Problem statement:
Filter the material, keeping only lines with the word "schemas".

Records supplied:
——————————

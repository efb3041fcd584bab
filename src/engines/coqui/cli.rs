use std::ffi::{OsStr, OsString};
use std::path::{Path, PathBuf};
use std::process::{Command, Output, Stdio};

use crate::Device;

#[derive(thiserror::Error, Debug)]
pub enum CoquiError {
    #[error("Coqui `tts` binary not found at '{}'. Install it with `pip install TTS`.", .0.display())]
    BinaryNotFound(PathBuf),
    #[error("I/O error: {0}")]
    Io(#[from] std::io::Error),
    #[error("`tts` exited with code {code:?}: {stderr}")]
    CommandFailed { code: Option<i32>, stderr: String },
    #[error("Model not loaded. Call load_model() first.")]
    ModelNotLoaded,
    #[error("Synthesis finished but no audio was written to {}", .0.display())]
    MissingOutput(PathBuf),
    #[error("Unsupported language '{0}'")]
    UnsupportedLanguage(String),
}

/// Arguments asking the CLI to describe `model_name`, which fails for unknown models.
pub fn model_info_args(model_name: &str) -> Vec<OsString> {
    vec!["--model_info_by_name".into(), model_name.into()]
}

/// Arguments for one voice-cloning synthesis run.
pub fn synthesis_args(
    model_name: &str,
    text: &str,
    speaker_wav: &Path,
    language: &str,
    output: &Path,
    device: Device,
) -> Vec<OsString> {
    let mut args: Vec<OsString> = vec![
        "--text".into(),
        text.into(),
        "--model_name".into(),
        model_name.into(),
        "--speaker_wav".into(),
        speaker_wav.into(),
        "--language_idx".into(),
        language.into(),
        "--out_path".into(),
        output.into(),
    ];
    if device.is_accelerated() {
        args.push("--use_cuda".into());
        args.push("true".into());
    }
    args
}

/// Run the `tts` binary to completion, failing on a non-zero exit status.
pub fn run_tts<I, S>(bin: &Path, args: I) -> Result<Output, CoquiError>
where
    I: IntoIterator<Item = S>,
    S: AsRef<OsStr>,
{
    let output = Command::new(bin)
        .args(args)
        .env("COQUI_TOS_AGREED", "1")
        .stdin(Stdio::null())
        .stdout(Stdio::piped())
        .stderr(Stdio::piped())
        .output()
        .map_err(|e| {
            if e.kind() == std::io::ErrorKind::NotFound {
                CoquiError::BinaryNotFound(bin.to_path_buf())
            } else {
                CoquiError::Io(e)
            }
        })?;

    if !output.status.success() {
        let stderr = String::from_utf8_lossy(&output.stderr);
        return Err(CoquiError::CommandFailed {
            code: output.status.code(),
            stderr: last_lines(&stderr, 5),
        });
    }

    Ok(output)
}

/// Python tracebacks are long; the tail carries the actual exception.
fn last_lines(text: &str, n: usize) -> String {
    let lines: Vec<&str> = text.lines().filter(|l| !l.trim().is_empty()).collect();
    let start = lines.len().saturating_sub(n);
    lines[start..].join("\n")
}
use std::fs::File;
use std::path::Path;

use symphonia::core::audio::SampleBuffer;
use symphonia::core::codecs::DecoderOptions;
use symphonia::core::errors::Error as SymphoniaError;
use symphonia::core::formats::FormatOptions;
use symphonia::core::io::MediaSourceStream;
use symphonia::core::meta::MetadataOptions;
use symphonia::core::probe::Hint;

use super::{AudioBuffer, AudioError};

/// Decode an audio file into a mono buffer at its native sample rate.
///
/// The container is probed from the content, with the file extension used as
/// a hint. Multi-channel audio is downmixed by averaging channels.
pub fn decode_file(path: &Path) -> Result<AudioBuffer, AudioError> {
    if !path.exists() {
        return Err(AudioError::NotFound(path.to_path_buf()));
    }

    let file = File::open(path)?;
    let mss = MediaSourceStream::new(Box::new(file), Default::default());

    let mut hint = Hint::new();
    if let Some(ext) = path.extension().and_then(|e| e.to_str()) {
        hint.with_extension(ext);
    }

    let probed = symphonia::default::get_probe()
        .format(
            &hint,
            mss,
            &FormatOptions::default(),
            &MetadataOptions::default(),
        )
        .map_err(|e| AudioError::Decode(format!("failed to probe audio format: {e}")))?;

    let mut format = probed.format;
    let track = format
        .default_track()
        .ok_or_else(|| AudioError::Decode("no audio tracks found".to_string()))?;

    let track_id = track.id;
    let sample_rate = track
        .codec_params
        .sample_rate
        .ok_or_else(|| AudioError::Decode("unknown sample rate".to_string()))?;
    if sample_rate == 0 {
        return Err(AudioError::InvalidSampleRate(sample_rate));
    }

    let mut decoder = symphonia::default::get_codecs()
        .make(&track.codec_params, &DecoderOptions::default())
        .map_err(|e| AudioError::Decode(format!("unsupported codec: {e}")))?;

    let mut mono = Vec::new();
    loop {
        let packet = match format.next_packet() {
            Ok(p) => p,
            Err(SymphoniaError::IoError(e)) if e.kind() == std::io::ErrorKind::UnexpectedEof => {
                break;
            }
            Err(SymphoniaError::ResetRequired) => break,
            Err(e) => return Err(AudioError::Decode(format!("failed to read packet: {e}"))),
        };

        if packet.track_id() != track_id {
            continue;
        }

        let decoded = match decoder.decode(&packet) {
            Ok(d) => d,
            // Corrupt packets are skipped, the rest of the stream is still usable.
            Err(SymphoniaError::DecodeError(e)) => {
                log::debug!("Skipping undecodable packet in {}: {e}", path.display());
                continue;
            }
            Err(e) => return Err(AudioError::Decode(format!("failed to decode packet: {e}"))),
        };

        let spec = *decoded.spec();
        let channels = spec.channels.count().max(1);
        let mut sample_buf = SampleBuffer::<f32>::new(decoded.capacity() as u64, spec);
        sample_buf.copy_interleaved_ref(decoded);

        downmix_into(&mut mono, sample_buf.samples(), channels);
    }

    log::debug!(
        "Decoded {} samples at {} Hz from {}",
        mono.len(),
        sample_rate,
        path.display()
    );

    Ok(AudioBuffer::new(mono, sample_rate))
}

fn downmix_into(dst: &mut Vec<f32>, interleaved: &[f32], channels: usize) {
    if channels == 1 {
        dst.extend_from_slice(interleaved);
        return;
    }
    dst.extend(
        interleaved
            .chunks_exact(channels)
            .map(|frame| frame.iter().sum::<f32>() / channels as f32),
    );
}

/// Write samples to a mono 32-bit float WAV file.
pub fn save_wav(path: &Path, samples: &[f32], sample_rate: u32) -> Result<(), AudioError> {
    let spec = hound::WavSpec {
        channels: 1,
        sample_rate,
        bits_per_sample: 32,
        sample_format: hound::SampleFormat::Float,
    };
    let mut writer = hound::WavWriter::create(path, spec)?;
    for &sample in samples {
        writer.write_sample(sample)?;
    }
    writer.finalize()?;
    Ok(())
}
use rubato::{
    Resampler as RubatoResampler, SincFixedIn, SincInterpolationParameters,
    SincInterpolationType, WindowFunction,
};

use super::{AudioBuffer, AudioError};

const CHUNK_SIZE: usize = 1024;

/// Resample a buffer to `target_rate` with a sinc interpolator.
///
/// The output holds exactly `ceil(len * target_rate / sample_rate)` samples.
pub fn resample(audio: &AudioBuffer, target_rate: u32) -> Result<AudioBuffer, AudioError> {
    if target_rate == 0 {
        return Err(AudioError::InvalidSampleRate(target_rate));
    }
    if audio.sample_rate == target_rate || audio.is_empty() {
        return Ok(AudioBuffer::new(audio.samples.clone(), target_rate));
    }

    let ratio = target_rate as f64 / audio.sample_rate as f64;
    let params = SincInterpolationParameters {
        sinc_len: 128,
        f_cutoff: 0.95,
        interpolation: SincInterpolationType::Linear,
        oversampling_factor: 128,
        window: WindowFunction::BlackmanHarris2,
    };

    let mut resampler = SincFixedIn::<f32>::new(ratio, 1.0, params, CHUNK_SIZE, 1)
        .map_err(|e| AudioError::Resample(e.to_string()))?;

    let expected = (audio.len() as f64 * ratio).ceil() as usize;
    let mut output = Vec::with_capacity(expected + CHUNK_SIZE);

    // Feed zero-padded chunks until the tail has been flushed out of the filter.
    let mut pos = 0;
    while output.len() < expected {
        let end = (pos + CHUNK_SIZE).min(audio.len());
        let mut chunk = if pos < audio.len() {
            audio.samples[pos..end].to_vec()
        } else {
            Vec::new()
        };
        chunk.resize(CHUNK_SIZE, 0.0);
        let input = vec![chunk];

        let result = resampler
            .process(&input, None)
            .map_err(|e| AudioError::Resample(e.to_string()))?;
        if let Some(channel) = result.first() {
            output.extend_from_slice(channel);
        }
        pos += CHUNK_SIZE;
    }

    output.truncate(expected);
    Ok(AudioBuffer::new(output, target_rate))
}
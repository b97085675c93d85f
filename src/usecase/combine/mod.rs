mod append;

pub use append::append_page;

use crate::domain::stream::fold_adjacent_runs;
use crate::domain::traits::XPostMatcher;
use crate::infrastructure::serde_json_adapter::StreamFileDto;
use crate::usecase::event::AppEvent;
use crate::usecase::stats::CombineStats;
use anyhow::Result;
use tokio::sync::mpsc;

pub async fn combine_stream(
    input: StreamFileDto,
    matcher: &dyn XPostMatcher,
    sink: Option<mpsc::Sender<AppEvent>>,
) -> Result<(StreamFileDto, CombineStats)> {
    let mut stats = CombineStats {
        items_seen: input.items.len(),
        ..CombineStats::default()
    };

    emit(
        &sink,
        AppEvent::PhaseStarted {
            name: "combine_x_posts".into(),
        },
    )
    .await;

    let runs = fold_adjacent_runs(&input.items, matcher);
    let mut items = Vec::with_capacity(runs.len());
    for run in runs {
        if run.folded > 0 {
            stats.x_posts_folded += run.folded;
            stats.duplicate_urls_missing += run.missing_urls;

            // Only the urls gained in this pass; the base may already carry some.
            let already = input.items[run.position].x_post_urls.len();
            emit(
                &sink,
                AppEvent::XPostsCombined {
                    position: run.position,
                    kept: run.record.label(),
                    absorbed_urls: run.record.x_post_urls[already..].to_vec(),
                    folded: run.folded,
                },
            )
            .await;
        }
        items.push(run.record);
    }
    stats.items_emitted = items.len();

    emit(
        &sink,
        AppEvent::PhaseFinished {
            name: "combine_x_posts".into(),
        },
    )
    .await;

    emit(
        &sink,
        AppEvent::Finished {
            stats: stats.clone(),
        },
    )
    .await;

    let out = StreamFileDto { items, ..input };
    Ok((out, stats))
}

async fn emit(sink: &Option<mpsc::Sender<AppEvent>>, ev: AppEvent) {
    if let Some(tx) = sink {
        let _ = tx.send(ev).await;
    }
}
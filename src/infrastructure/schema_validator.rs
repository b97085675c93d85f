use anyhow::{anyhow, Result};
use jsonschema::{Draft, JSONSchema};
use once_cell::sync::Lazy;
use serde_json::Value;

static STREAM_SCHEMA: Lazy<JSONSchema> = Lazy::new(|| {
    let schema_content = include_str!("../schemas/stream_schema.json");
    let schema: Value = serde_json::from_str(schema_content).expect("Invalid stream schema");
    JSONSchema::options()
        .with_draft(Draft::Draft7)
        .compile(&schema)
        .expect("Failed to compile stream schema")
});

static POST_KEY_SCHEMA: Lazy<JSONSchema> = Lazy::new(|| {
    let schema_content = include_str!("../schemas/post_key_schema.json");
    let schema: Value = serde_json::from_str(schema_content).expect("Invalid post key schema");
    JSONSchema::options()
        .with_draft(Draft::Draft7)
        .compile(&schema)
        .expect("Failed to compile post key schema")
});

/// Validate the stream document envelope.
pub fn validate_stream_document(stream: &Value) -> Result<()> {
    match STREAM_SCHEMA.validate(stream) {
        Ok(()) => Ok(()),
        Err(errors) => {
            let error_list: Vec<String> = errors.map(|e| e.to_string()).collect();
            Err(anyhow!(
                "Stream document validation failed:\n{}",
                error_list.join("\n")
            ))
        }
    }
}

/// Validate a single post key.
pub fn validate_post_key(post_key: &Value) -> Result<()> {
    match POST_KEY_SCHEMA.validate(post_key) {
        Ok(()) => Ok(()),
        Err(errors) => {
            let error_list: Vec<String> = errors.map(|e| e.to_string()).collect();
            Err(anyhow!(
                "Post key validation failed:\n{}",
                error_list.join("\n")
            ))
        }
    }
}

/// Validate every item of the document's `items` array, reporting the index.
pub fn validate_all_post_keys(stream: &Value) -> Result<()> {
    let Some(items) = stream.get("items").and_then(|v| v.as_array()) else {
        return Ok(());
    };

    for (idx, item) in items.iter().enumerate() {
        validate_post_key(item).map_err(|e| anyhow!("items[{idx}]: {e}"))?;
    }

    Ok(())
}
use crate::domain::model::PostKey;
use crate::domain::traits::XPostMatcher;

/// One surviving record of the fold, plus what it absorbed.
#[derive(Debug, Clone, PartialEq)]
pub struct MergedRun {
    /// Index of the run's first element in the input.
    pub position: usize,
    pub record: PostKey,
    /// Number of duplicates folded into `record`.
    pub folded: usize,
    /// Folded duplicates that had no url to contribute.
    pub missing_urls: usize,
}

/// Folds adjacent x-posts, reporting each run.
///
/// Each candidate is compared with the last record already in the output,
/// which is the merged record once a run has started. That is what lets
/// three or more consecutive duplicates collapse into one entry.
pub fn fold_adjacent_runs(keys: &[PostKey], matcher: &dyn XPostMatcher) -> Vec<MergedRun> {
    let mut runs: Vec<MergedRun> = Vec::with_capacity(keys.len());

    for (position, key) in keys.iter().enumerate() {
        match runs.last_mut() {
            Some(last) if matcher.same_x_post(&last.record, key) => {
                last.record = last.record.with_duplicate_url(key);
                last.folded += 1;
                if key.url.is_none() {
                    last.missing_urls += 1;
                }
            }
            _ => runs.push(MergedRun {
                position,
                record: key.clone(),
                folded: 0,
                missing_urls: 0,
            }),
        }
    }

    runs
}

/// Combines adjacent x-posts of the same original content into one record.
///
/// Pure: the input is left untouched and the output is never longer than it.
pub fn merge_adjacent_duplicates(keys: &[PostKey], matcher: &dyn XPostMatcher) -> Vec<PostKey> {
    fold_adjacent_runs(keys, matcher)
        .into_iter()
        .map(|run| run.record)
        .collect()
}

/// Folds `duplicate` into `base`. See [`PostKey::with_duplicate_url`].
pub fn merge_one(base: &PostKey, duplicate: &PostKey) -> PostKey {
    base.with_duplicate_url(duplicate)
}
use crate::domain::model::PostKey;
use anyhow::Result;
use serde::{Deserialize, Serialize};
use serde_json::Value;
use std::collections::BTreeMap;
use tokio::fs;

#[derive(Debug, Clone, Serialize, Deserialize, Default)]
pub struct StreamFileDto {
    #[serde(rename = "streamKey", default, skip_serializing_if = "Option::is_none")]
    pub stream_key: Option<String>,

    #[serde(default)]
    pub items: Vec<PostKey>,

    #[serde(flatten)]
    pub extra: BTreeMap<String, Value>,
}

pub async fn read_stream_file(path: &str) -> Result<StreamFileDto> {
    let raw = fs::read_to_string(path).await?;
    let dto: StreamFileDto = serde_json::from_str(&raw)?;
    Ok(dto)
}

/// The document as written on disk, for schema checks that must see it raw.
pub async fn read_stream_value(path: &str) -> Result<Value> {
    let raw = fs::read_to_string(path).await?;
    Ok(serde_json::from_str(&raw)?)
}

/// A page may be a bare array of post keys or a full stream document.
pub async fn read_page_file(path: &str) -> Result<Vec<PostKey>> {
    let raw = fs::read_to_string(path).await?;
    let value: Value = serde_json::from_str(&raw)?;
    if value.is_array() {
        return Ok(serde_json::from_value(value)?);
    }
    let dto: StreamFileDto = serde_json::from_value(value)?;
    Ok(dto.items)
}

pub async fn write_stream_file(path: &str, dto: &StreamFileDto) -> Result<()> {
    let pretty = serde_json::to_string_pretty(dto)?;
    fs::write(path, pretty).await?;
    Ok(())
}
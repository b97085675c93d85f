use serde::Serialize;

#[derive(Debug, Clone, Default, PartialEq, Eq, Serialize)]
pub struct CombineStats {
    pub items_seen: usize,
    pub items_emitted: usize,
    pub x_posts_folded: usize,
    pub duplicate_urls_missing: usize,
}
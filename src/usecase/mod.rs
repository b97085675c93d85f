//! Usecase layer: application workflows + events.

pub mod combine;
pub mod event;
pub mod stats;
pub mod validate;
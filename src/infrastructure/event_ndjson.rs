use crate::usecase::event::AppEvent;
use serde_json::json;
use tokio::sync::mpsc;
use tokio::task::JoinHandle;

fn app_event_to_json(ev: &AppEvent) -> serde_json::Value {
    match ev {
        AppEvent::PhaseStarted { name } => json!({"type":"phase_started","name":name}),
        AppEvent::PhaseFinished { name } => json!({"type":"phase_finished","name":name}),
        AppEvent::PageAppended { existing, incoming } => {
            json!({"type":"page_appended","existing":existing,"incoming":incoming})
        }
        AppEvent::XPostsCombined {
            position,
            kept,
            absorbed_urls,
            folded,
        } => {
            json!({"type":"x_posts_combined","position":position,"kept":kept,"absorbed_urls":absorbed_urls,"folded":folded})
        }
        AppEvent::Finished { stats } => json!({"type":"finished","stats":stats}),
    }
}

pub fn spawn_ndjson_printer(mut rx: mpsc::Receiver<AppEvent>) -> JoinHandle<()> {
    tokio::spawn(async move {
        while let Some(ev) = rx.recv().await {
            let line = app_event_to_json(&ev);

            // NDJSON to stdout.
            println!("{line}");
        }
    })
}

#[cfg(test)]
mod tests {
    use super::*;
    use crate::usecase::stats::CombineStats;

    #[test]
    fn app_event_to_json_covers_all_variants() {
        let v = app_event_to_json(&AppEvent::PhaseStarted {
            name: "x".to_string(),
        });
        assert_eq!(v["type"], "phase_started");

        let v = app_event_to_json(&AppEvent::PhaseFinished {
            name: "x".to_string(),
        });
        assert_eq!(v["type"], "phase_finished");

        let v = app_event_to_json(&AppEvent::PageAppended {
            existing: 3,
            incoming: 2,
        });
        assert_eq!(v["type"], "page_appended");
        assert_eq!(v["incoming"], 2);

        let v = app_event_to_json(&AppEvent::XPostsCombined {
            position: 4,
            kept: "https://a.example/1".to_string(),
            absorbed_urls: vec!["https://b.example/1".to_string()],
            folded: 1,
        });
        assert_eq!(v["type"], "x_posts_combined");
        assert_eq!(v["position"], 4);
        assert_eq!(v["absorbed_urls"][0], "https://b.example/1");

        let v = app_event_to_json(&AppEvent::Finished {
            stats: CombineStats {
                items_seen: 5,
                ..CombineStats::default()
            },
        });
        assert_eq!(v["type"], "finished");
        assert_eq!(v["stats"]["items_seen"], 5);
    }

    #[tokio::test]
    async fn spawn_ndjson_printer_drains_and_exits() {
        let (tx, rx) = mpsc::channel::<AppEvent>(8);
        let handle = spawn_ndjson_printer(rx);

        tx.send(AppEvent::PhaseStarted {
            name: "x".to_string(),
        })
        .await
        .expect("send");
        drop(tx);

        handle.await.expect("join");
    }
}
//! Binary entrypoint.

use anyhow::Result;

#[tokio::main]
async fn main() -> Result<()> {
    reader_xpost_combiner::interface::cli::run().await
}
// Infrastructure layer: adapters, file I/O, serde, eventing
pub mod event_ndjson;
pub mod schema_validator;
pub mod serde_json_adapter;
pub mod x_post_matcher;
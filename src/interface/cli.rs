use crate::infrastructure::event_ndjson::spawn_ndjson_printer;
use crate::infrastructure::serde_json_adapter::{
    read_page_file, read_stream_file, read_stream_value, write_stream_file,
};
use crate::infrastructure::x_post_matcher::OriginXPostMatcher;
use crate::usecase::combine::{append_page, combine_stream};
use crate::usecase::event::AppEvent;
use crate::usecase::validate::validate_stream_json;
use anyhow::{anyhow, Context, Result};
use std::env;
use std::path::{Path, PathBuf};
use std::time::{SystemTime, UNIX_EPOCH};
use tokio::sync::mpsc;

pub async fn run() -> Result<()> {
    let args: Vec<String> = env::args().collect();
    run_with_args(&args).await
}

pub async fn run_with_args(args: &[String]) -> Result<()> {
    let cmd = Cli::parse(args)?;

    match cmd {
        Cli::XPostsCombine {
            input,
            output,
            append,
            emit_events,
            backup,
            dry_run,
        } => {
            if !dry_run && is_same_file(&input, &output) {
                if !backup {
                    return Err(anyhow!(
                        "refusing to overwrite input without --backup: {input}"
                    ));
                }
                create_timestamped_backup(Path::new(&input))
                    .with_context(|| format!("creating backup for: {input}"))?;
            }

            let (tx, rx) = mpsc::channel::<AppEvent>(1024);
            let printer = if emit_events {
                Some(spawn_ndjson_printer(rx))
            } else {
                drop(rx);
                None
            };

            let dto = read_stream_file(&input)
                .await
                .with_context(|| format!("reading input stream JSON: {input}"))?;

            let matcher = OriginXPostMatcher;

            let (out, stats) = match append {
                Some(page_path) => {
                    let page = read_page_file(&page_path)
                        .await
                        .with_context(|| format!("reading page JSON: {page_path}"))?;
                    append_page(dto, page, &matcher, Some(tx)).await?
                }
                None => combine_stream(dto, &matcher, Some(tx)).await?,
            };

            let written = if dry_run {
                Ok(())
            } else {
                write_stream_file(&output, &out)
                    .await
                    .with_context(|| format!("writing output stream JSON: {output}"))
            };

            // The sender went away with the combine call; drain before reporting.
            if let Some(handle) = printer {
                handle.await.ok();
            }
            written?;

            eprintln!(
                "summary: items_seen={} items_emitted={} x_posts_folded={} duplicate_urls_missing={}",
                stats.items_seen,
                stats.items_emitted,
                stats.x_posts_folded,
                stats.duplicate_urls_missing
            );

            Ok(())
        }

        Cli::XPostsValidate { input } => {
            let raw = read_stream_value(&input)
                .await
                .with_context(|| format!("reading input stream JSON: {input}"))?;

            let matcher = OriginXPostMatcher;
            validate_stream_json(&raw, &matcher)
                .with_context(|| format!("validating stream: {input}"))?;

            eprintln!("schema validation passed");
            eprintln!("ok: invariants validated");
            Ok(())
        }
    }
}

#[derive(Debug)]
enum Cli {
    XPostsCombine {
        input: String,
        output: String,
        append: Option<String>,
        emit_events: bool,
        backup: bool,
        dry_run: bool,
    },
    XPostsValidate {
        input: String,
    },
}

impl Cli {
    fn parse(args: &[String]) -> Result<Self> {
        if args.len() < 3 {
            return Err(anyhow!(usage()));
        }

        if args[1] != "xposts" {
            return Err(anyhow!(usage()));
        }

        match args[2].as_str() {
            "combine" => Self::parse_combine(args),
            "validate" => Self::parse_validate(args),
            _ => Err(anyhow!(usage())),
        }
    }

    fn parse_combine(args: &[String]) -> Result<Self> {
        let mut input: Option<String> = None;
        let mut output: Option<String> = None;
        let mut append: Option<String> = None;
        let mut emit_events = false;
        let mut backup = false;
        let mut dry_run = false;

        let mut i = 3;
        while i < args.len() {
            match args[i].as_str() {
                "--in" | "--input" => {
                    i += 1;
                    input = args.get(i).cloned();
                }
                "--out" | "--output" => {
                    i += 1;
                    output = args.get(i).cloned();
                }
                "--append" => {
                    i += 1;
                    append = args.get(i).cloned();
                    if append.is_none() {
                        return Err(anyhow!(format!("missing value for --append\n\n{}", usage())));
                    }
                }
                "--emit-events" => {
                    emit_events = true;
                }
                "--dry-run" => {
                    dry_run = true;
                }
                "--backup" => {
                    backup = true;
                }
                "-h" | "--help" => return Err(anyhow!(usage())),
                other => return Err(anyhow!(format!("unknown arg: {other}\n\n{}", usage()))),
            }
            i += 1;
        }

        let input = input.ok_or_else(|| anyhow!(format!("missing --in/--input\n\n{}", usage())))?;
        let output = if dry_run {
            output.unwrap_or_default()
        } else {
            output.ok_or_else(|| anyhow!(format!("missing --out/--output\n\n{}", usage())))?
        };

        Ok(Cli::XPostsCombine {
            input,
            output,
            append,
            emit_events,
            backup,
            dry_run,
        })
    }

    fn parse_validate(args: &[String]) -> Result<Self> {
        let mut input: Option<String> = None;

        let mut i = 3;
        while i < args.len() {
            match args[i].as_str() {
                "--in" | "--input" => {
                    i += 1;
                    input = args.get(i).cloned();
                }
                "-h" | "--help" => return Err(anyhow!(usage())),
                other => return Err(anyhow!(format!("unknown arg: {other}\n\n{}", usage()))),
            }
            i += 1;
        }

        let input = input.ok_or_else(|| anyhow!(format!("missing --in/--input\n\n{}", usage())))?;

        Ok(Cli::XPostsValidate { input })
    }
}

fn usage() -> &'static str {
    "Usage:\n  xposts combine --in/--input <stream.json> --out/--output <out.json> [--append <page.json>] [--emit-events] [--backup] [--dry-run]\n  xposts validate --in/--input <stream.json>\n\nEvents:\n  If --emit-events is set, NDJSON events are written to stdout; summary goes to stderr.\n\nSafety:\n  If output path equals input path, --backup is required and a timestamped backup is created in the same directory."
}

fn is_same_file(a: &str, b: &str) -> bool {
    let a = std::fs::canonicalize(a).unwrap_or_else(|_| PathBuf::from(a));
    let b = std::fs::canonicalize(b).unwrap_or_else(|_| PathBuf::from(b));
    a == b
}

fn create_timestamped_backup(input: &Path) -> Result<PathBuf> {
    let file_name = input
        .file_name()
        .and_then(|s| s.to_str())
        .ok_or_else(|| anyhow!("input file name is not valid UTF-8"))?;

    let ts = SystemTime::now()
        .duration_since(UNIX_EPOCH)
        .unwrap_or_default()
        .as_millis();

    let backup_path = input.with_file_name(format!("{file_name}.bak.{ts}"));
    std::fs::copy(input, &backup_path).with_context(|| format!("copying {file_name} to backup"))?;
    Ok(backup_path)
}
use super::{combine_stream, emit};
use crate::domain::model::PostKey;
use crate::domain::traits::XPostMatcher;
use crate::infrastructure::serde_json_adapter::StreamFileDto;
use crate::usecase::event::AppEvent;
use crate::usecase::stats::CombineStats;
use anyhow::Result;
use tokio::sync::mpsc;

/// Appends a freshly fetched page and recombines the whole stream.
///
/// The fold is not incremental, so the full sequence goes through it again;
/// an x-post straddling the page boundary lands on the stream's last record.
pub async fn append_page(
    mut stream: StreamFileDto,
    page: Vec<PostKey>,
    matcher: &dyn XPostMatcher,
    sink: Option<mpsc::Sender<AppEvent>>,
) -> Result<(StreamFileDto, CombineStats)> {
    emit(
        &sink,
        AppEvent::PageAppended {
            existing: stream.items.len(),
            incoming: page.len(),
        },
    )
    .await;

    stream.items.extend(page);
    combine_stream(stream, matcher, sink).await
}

——————————

Answer to the exercise:
    let schema_content = include_str!("../schemas/stream_schema.json");
    let schema_content = include_str!("../schemas/post_key_schema.json");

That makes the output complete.